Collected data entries

[Start of section]

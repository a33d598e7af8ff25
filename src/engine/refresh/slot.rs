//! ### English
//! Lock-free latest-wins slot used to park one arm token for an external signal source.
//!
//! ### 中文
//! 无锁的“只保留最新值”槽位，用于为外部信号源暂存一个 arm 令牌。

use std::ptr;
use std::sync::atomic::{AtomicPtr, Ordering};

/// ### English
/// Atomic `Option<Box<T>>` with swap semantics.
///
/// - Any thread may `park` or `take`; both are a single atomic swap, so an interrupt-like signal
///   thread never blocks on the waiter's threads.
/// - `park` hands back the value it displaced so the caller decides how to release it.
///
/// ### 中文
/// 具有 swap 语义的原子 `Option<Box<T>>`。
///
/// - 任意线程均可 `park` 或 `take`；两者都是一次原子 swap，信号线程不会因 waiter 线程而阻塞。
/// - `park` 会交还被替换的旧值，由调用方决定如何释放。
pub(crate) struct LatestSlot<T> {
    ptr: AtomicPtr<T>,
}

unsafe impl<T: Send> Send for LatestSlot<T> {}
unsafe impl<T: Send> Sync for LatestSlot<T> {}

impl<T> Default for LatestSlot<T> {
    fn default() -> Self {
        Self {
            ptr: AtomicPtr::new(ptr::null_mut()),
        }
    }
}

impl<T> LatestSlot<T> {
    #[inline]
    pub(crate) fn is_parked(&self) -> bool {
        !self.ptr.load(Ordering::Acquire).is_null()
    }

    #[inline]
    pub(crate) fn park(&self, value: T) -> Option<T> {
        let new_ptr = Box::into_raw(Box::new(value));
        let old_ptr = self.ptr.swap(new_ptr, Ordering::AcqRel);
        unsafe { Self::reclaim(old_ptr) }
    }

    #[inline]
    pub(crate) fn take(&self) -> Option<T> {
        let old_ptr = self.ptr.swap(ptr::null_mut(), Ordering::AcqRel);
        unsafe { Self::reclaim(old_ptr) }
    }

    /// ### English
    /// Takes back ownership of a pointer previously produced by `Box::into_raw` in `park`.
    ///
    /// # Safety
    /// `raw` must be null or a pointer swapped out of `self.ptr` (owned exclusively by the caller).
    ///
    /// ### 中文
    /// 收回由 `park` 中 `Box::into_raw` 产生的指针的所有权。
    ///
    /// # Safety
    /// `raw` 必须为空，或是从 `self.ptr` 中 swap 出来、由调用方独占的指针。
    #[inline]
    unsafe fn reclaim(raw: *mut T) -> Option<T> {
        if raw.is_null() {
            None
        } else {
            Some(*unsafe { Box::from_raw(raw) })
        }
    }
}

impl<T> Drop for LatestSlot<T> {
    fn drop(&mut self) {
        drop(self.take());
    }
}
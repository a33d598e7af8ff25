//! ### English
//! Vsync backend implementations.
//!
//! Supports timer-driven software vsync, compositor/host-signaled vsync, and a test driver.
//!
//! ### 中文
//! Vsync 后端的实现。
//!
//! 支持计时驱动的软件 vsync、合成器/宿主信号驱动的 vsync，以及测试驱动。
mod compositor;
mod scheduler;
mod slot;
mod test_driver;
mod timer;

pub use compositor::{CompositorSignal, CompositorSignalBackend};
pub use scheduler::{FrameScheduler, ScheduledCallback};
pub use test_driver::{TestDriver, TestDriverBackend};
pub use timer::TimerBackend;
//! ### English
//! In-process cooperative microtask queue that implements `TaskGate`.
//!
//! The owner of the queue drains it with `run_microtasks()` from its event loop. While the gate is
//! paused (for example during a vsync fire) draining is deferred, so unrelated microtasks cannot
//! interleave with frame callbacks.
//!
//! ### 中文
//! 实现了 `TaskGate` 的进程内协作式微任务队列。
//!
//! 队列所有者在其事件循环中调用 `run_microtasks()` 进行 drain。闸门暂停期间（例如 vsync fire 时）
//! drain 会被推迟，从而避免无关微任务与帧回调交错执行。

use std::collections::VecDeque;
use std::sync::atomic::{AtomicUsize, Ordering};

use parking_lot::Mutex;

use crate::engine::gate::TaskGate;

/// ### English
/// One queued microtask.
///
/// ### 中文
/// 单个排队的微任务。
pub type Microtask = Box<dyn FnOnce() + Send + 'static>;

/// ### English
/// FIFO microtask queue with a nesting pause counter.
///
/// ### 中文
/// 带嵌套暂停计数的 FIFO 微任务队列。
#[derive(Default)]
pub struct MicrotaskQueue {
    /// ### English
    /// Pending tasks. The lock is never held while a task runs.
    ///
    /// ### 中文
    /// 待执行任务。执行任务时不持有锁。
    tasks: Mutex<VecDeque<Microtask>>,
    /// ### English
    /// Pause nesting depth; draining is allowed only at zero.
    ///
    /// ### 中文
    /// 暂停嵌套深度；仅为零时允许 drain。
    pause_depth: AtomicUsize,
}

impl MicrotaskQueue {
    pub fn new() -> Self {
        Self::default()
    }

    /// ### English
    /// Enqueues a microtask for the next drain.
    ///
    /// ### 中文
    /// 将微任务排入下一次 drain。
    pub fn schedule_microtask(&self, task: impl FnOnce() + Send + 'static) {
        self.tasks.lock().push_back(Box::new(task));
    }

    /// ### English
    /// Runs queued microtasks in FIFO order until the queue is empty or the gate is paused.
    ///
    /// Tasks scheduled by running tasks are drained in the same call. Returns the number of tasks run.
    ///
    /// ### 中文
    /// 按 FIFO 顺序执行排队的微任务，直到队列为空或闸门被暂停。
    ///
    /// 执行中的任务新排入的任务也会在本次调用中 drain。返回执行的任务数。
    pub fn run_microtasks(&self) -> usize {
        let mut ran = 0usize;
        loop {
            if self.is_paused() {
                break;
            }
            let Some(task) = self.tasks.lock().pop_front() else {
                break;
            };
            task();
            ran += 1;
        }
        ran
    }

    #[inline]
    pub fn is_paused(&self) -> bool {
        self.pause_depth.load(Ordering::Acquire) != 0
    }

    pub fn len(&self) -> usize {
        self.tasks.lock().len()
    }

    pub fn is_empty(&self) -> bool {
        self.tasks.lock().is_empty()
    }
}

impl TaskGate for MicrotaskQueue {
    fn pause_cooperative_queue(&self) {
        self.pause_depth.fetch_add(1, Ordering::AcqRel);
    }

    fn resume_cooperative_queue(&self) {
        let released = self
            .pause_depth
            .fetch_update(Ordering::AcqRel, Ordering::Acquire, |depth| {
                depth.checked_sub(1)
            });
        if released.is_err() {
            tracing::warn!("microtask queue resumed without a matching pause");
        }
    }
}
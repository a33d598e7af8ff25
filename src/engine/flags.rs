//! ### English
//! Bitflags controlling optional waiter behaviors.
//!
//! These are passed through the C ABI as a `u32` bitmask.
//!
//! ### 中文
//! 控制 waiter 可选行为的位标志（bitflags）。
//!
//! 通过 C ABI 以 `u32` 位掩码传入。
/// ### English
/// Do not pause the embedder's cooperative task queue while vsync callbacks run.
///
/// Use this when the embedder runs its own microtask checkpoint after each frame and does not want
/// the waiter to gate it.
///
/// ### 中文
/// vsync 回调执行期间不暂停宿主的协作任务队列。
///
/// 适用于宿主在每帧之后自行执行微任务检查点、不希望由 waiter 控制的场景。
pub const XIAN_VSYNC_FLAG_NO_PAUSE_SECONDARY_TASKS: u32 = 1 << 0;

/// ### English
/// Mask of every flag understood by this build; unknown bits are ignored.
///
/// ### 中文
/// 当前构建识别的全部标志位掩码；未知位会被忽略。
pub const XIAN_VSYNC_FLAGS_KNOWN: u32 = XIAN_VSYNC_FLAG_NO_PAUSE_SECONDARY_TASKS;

[End of section]

> [Brief]: All lines with the word "Send" are needed; pull them from the entries and copy each.

> [Task answer]:
unsafe impl<T: Send> Send for LatestSlot<T> {}
unsafe impl<T: Send> Sync for LatestSlot<T> {}
pub type Microtask = Box<dyn FnOnce() + Send + 'static>;
    pub fn schedule_microtask(&self, task: impl FnOnce() + Send + 'static) {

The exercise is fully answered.